Is any amount of Sugar safe? - suprgeek
http://www.outsideonline.com/fitness/endurance-training/Is-Any-Amount-of-Sugar-Safe.html?page=all

======
memracom
Yes, the amount of sugar that you consume when eating fresh ripe fruit and
vegetables is safe. It's not a lot, but when you don't drench your tastebuds
in sugar, even a small amount of sugar in the food is detectable and very
pleasant to the taste.

In North America such baked products are hard to find commercially; you have
to make them yourself. But in Britain you can try Tunnock's Milk Chocolate
Coated Caramel Wafer Biscuits to understand what I mean by a baked good with
very little sugar that is not sweet but is still pleasant to taste.

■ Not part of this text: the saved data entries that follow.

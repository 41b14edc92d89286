use chrono::{DateTime, Datelike, NaiveDate, NaiveDateTime, SubsecRound, Utc};

/// Encode a timestamp as generalized time with millisecond precision (`YYYYMMDDhhmmss.fffZ`).
pub(crate) fn encode_generalized_time(t: &DateTime<Utc>) -> String {
    t.format("%Y%m%d%H%M%S%.3fZ").to_string()
}

/// Decode a UTC generalized time value.
///
/// Accepts whole seconds (`20260101120000Z`) and any fractional precision
/// (`20260101120000.5Z`, `20260101120000.123456Z`). Minute-only values are accepted too.
pub(crate) fn decode_generalized_time(value: &str) -> Option<DateTime<Utc>> {
    let body = value.trim().strip_suffix(['Z', 'z'])?;
    let (whole, fraction) = match body.split_once(['.', ',']) {
        Some((w, f)) => (w, Some(f)),
        None => (body, None),
    };
    if !whole.bytes().all(|b| b.is_ascii_digit()) {
        return None;
    }
    let whole = match whole.len() {
        14 => whole.to_string(),
        12 if fraction.is_none() => format!("{whole}00"),
        _ => return None,
    };
    let mut parsed = NaiveDateTime::parse_from_str(&whole, "%Y%m%d%H%M%S").ok()?;
    if let Some(fraction) = fraction {
        if fraction.is_empty() || !fraction.bytes().all(|b| b.is_ascii_digit()) {
            return None;
        }
        let digits: String = fraction.chars().chain("000000000".chars()).take(9).collect();
        let nanos: i64 = digits.parse().ok()?;
        parsed += chrono::Duration::nanoseconds(nanos);
    }
    Some(normalize_timestamp(parsed.and_utc()))
}

/// Drop sub-millisecond precision and clamp to years 0000-9999, the range generalized time
/// can carry, so values survive an encode/decode cycle unchanged.
pub(crate) fn normalize_timestamp(t: DateTime<Utc>) -> DateTime<Utc> {
    let t = t.trunc_subsecs(3);
    let bound = if t.year() < 0 {
        NaiveDate::from_ymd_opt(0, 1, 1).and_then(|d| d.and_hms_milli_opt(0, 0, 0, 0))
    } else if t.year() > 9999 {
        NaiveDate::from_ymd_opt(9999, 12, 31).and_then(|d| d.and_hms_milli_opt(23, 59, 59, 999))
    } else {
        None
    };
    bound.map_or(t, |b| b.and_utc())
}

pub(crate) fn decode_boolean(value: &str) -> Option<bool> {
    let value = value.trim();
    if value.eq_ignore_ascii_case("true") {
        Some(true)
    } else if value.eq_ignore_ascii_case("false") {
        Some(false)
    } else {
        None
    }
}

/// `None` for an empty string, which is never written to an entry.
pub(crate) fn non_empty(value: Option<String>) -> Option<String> {
    value.filter(|s| !s.is_empty())
}

pub(crate) fn generate_task_id() -> String {
    uuid::Uuid::new_v4().to_string()
}

/// Escape an RDN attribute value.
pub(crate) fn escape_rdn_value(value: &str) -> String {
    let mut out = String::with_capacity(value.len());
    let last = value.chars().count().saturating_sub(1);
    for (i, c) in value.chars().enumerate() {
        let needs_escape = matches!(c, ',' | '+' | '"' | '\\' | '<' | '>' | ';' | '=')
            || (i == 0 && (c == ' ' || c == '#'))
            || (i == last && c == ' ');
        if needs_escape {
            out.push('\\');
        }
        out.push(c);
    }
    out
}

If you have a Polish or Russian shop in your city, you may be able to find
some imported products like this, since in the Soviet Union, they were not
flooded with cheap sugar products driven by monopoly producers and
advertisers. Therefore Russia still has a lot of baked goods that follow
traditional recipes that you would have found everywhere in Europe prior to
the 19th century.

And as I said before, you can live quite well with no baked goods whatsoever
and just eat fresh fruit and vegetables.

------
thret
IMO the entire health-food, dieting, naturopath industry is a placebo for lazy
people who will try literally everything and anything to avoid exercise.